2. Les circonstances spécifiques auxquelles sont confrontés les enfants demandeurs d’asile en tant qu’individus ayant des demandes indépendantes de statut de réfugié ne sont généralement pas bien comprises. Les enfants peuvent être perçus comme faisant partie d’une unité familiale plutôt que comme des individus ayant leurs propres droits et intérêts. Cela s’explique en partie par les rôles subordonnés, les positions et le statut que les enfants occupent encore dans de nombreuses sociétés à travers le monde. Les comptes des enfants non accompagnés sont plus susceptibles d’être examinés individuellement que ceux qui sont accompagnés par leur famille. Néanmoins, leurs expériences uniques de persécution, dues à des facteurs tels que leur âge, leur niveau de maturité et de développement et leur dépendance vis-à-vis des adultes n’ont pas toujours été prises en compte. Les enfants peuvent ne pas être en mesure d’exprimer leurs demandes de statut de réfugié de la même manière que les adultes et, par conséquent, peuvent avoir besoin d’une assistance spéciale pour le faire.
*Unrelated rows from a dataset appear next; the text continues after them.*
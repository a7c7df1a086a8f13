//! Object storage boundary: raw byte transfer, no business logic.

#[cfg(feature = "http")]
pub mod http;

use std::path::Path;

use crate::dataset::{Credentials, UploadTarget};
use crate::error::DataportError;

/// Status and body of a plain GET.
#[derive(Clone, Debug, PartialEq, Eq)]
pub struct TextResponse {
    pub status: u16,
    pub body: String,
}

impl TextResponse {
    pub fn is_success(&self) -> bool {
        (200..300).contains(&self.status)
    }
}

/// Transfers files to and from object storage.
pub trait ObjectStore: Send + Sync {
    /// Upload `local_path` to `key` under `target.bucket`.
    fn upload(
        &self,
        local_path: &Path,
        target: &UploadTarget,
        key: &str,
        credentials: &Credentials,
    ) -> Result<(), DataportError>;

    /// Stream `url` into `local_path`, returning the number of bytes written.
    fn download(&self, url: &str, local_path: &Path) -> Result<u64, DataportError>;

    /// URL through which the service can read an uploaded object.
    fn shared_url(
        &self,
        target: &UploadTarget,
        key: &str,
        credentials: &Credentials,
    ) -> Result<String, DataportError>;

    /// GET `url` as text. Non-2xx statuses are returned, not raised.
    fn fetch_text(&self, url: &str) -> Result<TextResponse, DataportError>;
}
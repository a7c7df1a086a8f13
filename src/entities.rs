//! Listing dataset entities together with their content.

use std::ops::RangeInclusive;

use serde::Serialize;
use serde_json::{Map, Value};
use tracing::{debug, warn};

use crate::config::TransferConfig;
use crate::dataset::DatasetRef;
use crate::error::DataportError;
use crate::remote::{DatasetService, EntityRecord};
use crate::store::ObjectStore;

/// Which entities to list.
#[derive(Clone, Debug, PartialEq, Eq)]
pub enum EntitySelector {
    /// The single entity at this offset.
    Offset(u64),
    /// Entities at offsets `start..=end`.
    Range(RangeInclusive<u64>),
    /// Lookup by name. Not supported by the service.
    Name(String),
    /// Scattered offsets. Not supported by the service.
    Offsets(Vec<u64>),
}

impl EntitySelector {
    /// `(offset, page_size)` of the single page this selector covers.
    pub fn page(&self) -> Result<(u64, u64), DataportError> {
        match self {
            EntitySelector::Offset(offset) => Ok((*offset, 1)),
            EntitySelector::Range(range) => {
                let (start, end) = (*range.start(), *range.end());
                if end < start {
                    return Err(DataportError::UnsupportedOperation(format!(
                        "entity range {start}..={end} is empty"
                    )));
                }
                let size = (end - start).checked_add(1).ok_or_else(|| {
                    DataportError::UnsupportedOperation(format!(
                        "entity range {start}..={end} is larger than one page can hold"
                    ))
                })?;
                Ok((start, size))
            }
            EntitySelector::Name(name) => Err(DataportError::UnsupportedOperation(format!(
                "selecting entities by name ('{name}') is not supported, use an offset or range"
            ))),
            EntitySelector::Offsets(_) => Err(DataportError::UnsupportedOperation(
                "selecting entities by a list of offsets is not supported, use an offset or range"
                    .to_string(),
            )),
        }
    }
}

/// An entity with its content fetched.
#[derive(Clone, Debug, PartialEq, Serialize)]
pub struct Entity {
    pub id: String,
    pub content: String,
    #[serde(flatten)]
    pub extra: Map<String, Value>,
}

/// List the selected entities of `dataset`, fetching each one's content.
pub fn list_entities(
    dataset: &DatasetRef,
    selector: &EntitySelector,
    service: &dyn DatasetService,
    store: &dyn ObjectStore,
    config: &TransferConfig,
) -> Result<Vec<Entity>, DataportError> {
    let (offset, page_size) = selector.page()?;
    let records = service.list_entities(&dataset.dataset_id, offset, page_size)?;
    debug!(
        dataset = %dataset.dataset_id,
        offset,
        page_size,
        listed = records.len(),
        "listed entities"
    );

    records
        .into_iter()
        .map(|record| fetch_entity(record, store, config.entity_retry_times))
        .collect()
}

/// Fetch one entity's content, trying up to `attempts` times.
///
/// Only non-2xx responses are retried; transport errors propagate at once.
pub fn fetch_entity(
    record: EntityRecord,
    store: &dyn ObjectStore,
    attempts: u32,
) -> Result<Entity, DataportError> {
    let attempts = attempts.max(1);
    let mut last_status = 0;

    for attempt in 1..=attempts {
        let response = store.fetch_text(&record.url)?;
        if response.is_success() {
            return Ok(Entity {
                id: record.id,
                content: response.body,
                extra: record.extra,
            });
        }
        last_status = response.status;
        warn!(
            entity = %record.id,
            url = %record.url,
            status = response.status,
            attempt,
            attempts,
            "entity content fetch failed"
        );
    }

    Err(DataportError::EntityFetch {
        entity_id: record.id,
        url: record.url,
        attempts,
        status: last_status,
    })
}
Détermination de l’intérêt supérieur
La détermination de l’intérêt supérieur décrit le processus formel avec des garanties procédurales strictes conçues pour déterminer l’intérêt supérieur de l’enfant pour les décisions particulièrement importantes qui le concernent. Il devrait faciliter une participation adéquate des enfants sans discrimination, impliquer des décideurs ayant des domaines d’expertise pertinents et équilibrer tous les facteurs pertinents afin d’évaluer la meilleure option.

Enfants réfugiés
Les réfugiés sont des personnes qui ont fuient la guerre, la violence, les conflits ou la persécution et qui ont traversé une frontière internationale pour trouver la sécurité dans un autre pays.

Ils doivent souvent fuir avec un peu plus que des vêtements sur leur dos, laissant derrière eux leurs maisons, emplois, biens et leurs proches.

Les réfugiés sont définis et protégés par le droit international. La Convention de 1951 sur les réfugiés est un document juridique clé qui définit un réfugié comme une personne qui ne peut ou ne veut pas retourner dans son pays d’origine en raison d’une crainte fondée d’être persécuté pour des raisons de race, de religion, de nationalité, d’appartenance à un groupe social particulier ou d’opinion politique.

L’article 22 de la CIDE reconnait des droits spéciaux aux enfants qui cherchent à obtenir le statut de réfugiés hors de leurs pays d’origine ou du pays de leur dernière résidence habituelle, ou qui sont considérés comme réfugiés en conformité avec le droit national ou international et les procédures nationales ou internationales applicables, que ces enfants soient ou non accompagnés de leurs parents ou de tout autre personne. Les Etats parties doivent assurer que ces enfants bénéficient de la protection et de l’assistance humanitaire voulues pour leur permettre de jouir des droits que leur reconnaissent la CIDE et les autres instruments internationaux relatifs aux droits de l’homme ou de caractère humanitaire auxquels les auxquels lesdits Etats sont aussi parties ( Voir « protection des réfugiés ») Dans le cas ou ni les parents ni aucun autre membre de la famille ne peuvent être retrouvés, l’enfant doit se voir accorder la même protection que tout autre enfant définitivement ou temporairement privé de son milieu familial, selon les termes de l’article 20 de la CIDE.

Foyers en situation d’insécurité alimentaire
L’insécurité alimentaire existe lorsque les personnes n’ont pas un accès suffisant à des aliments sûrs et nutritifs et ne consomment donc pas les aliments nécessaires à une croissance et un développement normaux et à une vie active et saine. Cela peut être dû à l’indisponibilité de la nourriture, à un pouvoir d’achat insuffisant, à une distribution inappropriée ou à une utilisation inadéquate au niveau des ménages. L’insécurité alimentaire, les mauvaises conditions de santé et d’assainisse-ment et un environnement social et de soins inadéquat sont les principales causes du mauvais état nutritionnel (WHO, 2002).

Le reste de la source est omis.